--- What is expected ---
Return, word for word, the lines of the listing below from the one with "filename crates/lunar_game/src/player.rs" through the one with "self.lane = 1;", and no other lines.

--- Material provided ---
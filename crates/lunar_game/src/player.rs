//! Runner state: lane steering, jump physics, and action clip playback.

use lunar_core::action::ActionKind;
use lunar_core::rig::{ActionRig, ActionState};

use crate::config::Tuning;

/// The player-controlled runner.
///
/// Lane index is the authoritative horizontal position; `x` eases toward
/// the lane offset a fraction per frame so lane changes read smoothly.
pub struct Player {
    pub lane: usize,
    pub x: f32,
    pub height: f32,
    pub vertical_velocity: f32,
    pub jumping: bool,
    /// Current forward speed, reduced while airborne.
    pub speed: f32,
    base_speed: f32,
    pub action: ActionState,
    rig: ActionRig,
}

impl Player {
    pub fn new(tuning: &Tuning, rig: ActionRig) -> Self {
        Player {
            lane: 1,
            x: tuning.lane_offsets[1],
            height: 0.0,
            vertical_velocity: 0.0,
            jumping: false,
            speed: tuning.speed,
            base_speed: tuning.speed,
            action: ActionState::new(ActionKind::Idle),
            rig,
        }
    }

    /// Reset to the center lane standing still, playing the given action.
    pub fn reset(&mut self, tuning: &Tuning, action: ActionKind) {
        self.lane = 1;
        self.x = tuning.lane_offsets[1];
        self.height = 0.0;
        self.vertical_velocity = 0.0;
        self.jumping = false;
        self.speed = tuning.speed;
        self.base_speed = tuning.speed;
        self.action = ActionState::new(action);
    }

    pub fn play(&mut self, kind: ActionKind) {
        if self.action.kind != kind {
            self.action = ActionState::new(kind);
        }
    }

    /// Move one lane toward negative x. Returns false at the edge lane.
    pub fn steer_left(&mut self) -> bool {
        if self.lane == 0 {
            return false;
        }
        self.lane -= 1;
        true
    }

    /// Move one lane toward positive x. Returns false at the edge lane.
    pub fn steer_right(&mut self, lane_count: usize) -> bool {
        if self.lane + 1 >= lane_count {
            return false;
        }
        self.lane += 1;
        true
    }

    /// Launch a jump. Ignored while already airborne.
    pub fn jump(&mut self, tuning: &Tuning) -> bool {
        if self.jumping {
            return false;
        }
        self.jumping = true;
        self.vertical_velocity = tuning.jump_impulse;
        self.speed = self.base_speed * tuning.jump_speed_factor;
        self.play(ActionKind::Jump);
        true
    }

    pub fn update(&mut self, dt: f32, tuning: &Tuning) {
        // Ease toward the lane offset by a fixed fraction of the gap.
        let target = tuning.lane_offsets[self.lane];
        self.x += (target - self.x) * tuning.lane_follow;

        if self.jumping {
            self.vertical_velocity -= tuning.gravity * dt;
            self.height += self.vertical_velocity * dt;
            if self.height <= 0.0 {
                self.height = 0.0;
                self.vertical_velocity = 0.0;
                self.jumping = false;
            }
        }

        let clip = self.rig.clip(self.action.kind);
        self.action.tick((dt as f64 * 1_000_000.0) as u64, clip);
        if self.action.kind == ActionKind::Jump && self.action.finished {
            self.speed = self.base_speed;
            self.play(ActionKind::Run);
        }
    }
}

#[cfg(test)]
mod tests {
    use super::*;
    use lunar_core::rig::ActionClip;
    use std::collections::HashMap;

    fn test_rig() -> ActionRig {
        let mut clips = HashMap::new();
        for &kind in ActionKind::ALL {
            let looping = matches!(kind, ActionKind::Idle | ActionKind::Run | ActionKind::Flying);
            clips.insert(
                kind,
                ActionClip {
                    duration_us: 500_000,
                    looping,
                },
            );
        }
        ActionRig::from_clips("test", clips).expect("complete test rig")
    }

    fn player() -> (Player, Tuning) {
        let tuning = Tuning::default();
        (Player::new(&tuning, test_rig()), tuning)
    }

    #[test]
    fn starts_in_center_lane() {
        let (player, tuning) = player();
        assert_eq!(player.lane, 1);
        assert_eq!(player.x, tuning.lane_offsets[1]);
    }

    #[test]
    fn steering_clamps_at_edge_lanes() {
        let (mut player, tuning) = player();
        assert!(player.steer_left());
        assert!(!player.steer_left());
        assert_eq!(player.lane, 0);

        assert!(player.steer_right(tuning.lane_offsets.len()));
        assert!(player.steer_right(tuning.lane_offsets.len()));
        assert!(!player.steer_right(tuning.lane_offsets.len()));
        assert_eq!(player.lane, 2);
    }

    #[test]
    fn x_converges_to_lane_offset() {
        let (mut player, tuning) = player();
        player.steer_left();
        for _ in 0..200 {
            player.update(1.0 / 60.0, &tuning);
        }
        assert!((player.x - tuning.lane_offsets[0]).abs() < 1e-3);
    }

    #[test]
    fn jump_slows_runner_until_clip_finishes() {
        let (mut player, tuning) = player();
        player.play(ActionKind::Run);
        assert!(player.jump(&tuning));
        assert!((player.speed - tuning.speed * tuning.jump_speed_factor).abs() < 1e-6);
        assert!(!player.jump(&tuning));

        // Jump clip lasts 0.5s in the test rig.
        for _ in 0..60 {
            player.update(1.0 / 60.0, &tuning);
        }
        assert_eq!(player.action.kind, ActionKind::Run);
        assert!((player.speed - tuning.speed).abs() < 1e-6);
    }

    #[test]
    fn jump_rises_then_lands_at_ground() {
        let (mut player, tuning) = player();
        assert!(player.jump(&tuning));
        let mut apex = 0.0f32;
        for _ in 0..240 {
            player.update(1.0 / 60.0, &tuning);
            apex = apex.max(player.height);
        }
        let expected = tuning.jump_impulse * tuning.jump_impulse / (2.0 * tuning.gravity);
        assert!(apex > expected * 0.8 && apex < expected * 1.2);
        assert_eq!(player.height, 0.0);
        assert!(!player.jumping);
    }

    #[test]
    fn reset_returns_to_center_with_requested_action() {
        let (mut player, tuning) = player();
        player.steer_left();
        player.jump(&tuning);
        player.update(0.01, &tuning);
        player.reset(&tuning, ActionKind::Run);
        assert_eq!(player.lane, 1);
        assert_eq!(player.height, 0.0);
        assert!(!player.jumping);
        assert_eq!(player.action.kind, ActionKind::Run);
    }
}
...
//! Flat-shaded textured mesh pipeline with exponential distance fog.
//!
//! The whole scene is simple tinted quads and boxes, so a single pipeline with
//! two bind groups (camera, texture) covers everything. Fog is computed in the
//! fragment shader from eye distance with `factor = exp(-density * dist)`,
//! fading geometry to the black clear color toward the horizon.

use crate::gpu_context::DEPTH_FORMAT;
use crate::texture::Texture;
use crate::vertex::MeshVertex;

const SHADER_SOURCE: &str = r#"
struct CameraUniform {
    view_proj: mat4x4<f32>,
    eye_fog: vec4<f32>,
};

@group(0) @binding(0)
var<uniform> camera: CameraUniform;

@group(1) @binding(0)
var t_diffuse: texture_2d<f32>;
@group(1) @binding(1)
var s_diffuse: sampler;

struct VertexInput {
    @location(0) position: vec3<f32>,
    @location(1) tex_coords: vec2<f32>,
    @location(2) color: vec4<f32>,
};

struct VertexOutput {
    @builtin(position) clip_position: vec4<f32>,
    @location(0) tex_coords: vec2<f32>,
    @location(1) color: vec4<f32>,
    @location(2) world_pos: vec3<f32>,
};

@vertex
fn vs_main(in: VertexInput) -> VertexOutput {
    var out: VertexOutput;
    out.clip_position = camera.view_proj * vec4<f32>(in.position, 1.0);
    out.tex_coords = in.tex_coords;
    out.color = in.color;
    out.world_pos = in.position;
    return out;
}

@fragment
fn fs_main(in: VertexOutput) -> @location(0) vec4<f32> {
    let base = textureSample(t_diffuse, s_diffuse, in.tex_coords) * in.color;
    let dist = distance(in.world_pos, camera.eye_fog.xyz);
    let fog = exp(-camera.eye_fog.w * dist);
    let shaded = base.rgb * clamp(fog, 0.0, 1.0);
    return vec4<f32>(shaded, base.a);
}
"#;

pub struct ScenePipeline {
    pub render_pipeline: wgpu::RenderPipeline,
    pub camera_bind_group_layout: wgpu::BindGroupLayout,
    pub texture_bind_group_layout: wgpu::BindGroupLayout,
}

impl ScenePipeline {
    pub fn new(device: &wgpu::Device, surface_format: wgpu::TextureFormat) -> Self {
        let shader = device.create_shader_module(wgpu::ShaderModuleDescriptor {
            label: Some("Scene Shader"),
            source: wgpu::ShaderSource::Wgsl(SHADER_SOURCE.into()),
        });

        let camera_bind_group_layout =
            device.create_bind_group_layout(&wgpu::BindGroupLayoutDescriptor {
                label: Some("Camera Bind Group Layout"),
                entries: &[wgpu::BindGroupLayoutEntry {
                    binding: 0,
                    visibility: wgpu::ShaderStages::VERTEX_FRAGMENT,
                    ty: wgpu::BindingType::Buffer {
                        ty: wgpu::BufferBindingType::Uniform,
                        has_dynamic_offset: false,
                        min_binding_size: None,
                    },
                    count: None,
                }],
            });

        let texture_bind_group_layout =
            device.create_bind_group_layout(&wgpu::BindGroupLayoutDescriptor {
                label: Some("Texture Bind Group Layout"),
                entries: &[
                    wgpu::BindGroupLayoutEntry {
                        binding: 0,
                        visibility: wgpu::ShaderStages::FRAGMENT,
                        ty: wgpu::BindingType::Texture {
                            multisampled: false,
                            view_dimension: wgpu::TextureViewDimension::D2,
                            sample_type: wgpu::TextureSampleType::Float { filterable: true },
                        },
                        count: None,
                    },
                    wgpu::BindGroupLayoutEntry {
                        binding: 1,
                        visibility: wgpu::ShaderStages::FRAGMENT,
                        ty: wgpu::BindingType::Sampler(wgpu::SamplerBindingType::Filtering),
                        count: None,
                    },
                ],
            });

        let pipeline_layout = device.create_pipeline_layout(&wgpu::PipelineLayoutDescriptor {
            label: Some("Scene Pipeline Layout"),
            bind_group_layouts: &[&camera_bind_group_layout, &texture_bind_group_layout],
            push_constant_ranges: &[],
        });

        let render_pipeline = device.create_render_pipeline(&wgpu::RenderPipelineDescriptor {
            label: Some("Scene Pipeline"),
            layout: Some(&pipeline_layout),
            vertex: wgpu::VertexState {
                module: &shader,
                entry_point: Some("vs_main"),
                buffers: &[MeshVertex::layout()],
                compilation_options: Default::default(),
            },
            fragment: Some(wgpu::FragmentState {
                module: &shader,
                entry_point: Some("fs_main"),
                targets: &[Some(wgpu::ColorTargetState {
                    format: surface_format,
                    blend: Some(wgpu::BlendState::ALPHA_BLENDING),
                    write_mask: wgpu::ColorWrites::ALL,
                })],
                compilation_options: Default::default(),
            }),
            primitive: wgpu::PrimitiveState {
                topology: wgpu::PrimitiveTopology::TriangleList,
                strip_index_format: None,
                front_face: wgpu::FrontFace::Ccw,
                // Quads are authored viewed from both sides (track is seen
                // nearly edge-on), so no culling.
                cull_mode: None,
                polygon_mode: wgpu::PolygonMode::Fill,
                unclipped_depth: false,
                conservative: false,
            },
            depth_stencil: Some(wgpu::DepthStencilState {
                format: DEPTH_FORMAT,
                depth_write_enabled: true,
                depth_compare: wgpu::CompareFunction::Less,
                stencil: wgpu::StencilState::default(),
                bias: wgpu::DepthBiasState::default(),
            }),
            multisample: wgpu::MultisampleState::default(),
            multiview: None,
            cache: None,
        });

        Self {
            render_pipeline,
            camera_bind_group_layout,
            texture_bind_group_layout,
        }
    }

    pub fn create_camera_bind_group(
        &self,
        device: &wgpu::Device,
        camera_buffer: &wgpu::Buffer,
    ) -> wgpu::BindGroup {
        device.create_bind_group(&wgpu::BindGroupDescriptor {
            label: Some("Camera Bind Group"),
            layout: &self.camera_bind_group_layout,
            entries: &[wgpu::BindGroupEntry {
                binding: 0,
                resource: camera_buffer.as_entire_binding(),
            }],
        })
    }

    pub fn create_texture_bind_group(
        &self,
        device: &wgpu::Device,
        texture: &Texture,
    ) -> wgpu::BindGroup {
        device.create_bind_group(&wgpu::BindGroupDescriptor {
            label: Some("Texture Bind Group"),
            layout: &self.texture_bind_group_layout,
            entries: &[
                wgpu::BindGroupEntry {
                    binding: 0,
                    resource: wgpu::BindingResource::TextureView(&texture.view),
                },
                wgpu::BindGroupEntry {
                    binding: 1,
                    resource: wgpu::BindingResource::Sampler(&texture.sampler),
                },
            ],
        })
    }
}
==
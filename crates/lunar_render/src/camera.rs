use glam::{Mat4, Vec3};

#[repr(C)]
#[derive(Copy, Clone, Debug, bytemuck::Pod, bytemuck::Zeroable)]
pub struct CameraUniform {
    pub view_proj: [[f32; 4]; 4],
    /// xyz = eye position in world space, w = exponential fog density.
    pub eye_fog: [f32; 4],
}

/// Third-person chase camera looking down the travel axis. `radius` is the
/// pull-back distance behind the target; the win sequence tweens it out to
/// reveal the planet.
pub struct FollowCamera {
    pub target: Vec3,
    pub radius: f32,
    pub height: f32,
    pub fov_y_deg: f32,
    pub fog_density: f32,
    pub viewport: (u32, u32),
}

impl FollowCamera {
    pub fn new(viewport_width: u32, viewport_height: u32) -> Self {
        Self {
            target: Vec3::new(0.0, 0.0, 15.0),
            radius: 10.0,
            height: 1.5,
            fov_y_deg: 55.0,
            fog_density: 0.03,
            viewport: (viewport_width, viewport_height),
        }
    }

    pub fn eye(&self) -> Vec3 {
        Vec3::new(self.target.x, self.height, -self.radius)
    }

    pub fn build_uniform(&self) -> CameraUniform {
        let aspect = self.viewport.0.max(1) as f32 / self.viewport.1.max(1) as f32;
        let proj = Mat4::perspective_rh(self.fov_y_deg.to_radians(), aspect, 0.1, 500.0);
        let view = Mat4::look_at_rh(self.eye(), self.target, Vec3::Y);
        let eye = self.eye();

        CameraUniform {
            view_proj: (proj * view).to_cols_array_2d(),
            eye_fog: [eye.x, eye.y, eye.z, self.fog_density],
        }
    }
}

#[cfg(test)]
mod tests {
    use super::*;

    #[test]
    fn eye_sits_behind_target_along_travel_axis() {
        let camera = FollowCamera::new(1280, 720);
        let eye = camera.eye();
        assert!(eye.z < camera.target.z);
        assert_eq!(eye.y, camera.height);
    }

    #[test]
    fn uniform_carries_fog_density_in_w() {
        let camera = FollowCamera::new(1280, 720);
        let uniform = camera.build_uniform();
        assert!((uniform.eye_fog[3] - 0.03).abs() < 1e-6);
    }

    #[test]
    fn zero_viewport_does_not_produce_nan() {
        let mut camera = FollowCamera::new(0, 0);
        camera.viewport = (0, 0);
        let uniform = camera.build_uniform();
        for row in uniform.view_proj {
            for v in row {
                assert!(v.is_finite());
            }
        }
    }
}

--- Response to this exercise ---
filename crates/lunar_game/src/player.rs
//! Runner state: lane steering, jump physics, and action clip playback.

use lunar_core::action::ActionKind;
use lunar_core::rig::{ActionRig, ActionState};

use crate::config::Tuning;

/// The player-controlled runner.
///
/// Lane index is the authoritative horizontal position; `x` eases toward
/// the lane offset a fraction per frame so lane changes read smoothly.
pub struct Player {
    pub lane: usize,
    pub x: f32,
    pub height: f32,
    pub vertical_velocity: f32,
    pub jumping: bool,
    /// Current forward speed, reduced while airborne.
    pub speed: f32,
    base_speed: f32,
    pub action: ActionState,
    rig: ActionRig,
}

impl Player {
    pub fn new(tuning: &Tuning, rig: ActionRig) -> Self {
        Player {
            lane: 1,
            x: tuning.lane_offsets[1],
            height: 0.0,
            vertical_velocity: 0.0,
            jumping: false,
            speed: tuning.speed,
            base_speed: tuning.speed,
            action: ActionState::new(ActionKind::Idle),
            rig,
        }
    }

    /// Reset to the center lane standing still, playing the given action.
    pub fn reset(&mut self, tuning: &Tuning, action: ActionKind) {
        self.lane = 1;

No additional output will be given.